TASK OBJECTIVE: Across the data below, count every line where the string "application" appears. Answer with the number alone.

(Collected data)
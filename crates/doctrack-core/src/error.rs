//! Unified application error types for DocTrack.
//!
//! All crates map their internal errors into [`AppError`] for consistent
//! propagation through the ? operator. The callback boundary later folds
//! every kind except authentication and validation into `{"error":1}`.

use std::fmt;
use thiserror::Error;

/// Top-level error kind categorization used across the entire application.
#[derive(Debug, Clone, Copy, PartialEq, Eq, Hash, serde::Serialize, serde::Deserialize)]
pub enum ErrorKind {
    /// The requested resource was not found.
    NotFound,
    /// Token missing, malformed, expired, or signed with another secret.
    Authentication,
    /// Input validation failed (malformed callback body, bad query).
    Validation,
    /// A conflict occurred (version directory already exists, etc.).
    Conflict,
    /// An internal server error occurred.
    Internal,
    /// A storage I/O error occurred.
    Storage,
    /// A configuration error occurred.
    Configuration,
    /// A serialization/deserialization error occurred.
    Serialization,
    /// Content could not be fetched from the reported URL.
    Download,
    /// The conversion service rejected or failed the conversion.
    Conversion,
    /// A version could not be committed to the history directory.
    HistoryWrite,
    /// An outbound request did not complete within its time budget.
    Timeout,
    /// An external service answered with an unexpected response.
    ExternalService,
    /// The service is temporarily unavailable or unreachable.
    ServiceUnavailable,
}

impl fmt::Display for ErrorKind {
    fn fmt(&self, f: &mut fmt::Formatter<'_>) -> fmt::Result {
        match self {
            Self::NotFound => write!(f, "NOT_FOUND"),
            Self::Authentication => write!(f, "AUTHENTICATION"),
            Self::Validation => write!(f, "VALIDATION"),
            Self::Conflict => write!(f, "CONFLICT"),
            Self::Internal => write!(f, "INTERNAL"),
            Self::Storage => write!(f, "STORAGE"),
            Self::Configuration => write!(f, "CONFIGURATION"),
            Self::Serialization => write!(f, "SERIALIZATION"),
            Self::Download => write!(f, "DOWNLOAD"),
            Self::Conversion => write!(f, "CONVERSION"),
            Self::HistoryWrite => write!(f, "HISTORY_WRITE"),
            Self::Timeout => write!(f, "TIMEOUT"),
            Self::ExternalService => write!(f, "EXTERNAL_SERVICE"),
            Self::ServiceUnavailable => write!(f, "SERVICE_UNAVAILABLE"),
        }
    }
}

/// The unified application error used throughout DocTrack.
///
/// All crate-specific errors are mapped into `AppError` using `From` impls
/// or explicit `.map_err()` calls.
#[derive(Debug, Error)]
#[error("{kind}: {message}")]
pub struct AppError {
    /// The category of error.
    pub kind: ErrorKind,
    /// A human-readable error message.
    pub message: String,
    /// Optional underlying cause.
    #[source]
    pub source: Option<Box<dyn std::error::Error + Send + Sync>>,
}

impl AppError {
    /// Create a new application error.
    pub fn new(kind: ErrorKind, message: impl Into<String>) -> Self {
        Self {
            kind,
            message: message.into(),
            source: None,
        }
    }

    /// Create a new application error with an underlying cause.
    pub fn with_source(
        kind: ErrorKind,
        message: impl Into<String>,
        source: impl std::error::Error + Send + Sync + 'static,
    ) -> Self {
        Self {
            kind,
            message: message.into(),
            source: Some(Box::new(source)),
        }
    }

    /// Create a not-found error.
    pub fn not_found(message: impl Into<String>) -> Self {
        Self::new(ErrorKind::NotFound, message)
    }

    /// Create an authentication error.
    pub fn authentication(message: impl Into<String>) -> Self {
        Self::new(ErrorKind::Authentication, message)
    }

    /// Create a validation error.
    pub fn validation(message: impl Into<String>) -> Self {
        Self::new(ErrorKind::Validation, message)
    }

    /// Create a conflict error.
    pub fn conflict(message: impl Into<String>) -> Self {
        Self::new(ErrorKind::Conflict, message)
    }

    /// Create an internal error.
    pub fn internal(message: impl Into<String>) -> Self {
        Self::new(ErrorKind::Internal, message)
    }

    /// Create a storage error.
    pub fn storage(message: impl Into<String>) -> Self {
        Self::new(ErrorKind::Storage, message)
    }

    /// Create a configuration error.
    pub fn configuration(message: impl Into<String>) -> Self {
        Self::new(ErrorKind::Configuration, message)
    }

    /// Create a download error.
    pub fn download(message: impl Into<String>) -> Self {
        Self::new(ErrorKind::Download, message)
    }

    /// Create a conversion error.
    pub fn conversion(message: impl Into<String>) -> Self {
        Self::new(ErrorKind::Conversion, message)
    }

    /// Create a history write error.
    pub fn history_write(message: impl Into<String>) -> Self {
        Self::new(ErrorKind::HistoryWrite, message)
    }

    /// Create a timeout error.
    pub fn timeout(message: impl Into<String>) -> Self {
        Self::new(ErrorKind::Timeout, message)
    }

    /// Create an external-service error.
    pub fn external_service(message: impl Into<String>) -> Self {
        Self::new(ErrorKind::ExternalService, message)
    }

    /// Create a service-unavailable error.
    pub fn service_unavailable(message: impl Into<String>) -> Self {
        Self::new(ErrorKind::ServiceUnavailable, message)
    }

    /// Whether this error should be reported back to the caller as a
    /// rejection rather than folded into a retryable callback answer.
    pub fn is_rejection(&self) -> bool {
        matches!(self.kind, ErrorKind::Authentication | ErrorKind::Validation)
    }
}

impl Clone for AppError {
    fn clone(&self) -> Self {
        Self {
            kind: self.kind,
            message: self.message.clone(),
            source: None,
        }
    }
}

impl From<serde_json::Error> for AppError {
    fn from(err: serde_json::Error) -> Self {
        Self::with_source(
            ErrorKind::Serialization,
            format!("JSON serialization error: {err}"),
            err,
        )
    }
}

impl From<std::io::Error> for AppError {
    fn from(err: std::io::Error) -> Self {
        Self::with_source(ErrorKind::Storage, format!("I/O error: {err}"), err)
    }
}

impl From<config::ConfigError> for AppError {
    fn from(err: config::ConfigError) -> Self {
        Self::with_source(
            ErrorKind::Configuration,
            format!("Configuration error: {err}"),
            err,
        )
    }
}
//! Logging configuration.

use serde::{Deserialize, Serialize};

/// Logging and tracing configuration.
#[derive(Debug, Clone, Serialize, Deserialize)]
pub struct LoggingConfig {
    /// Log level: `"trace"`, `"debug"`, `"info"`, `"warn"`, `"error"`.
    #[serde(default = "default_level")]
    pub level: String,
    /// Log format: `"json"` or `"pretty"`.
    #[serde(default = "default_format")]
    pub format: String,
}

impl Default for LoggingConfig {
    fn default() -> Self {
        Self {
            level: default_level(),
            format: default_format(),
        }
    }
}

fn default_level() -> String {
    "info".to_string()
}

fn default_format() -> String {
    "json".to_string()
}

EXERCISE ANSWER: 5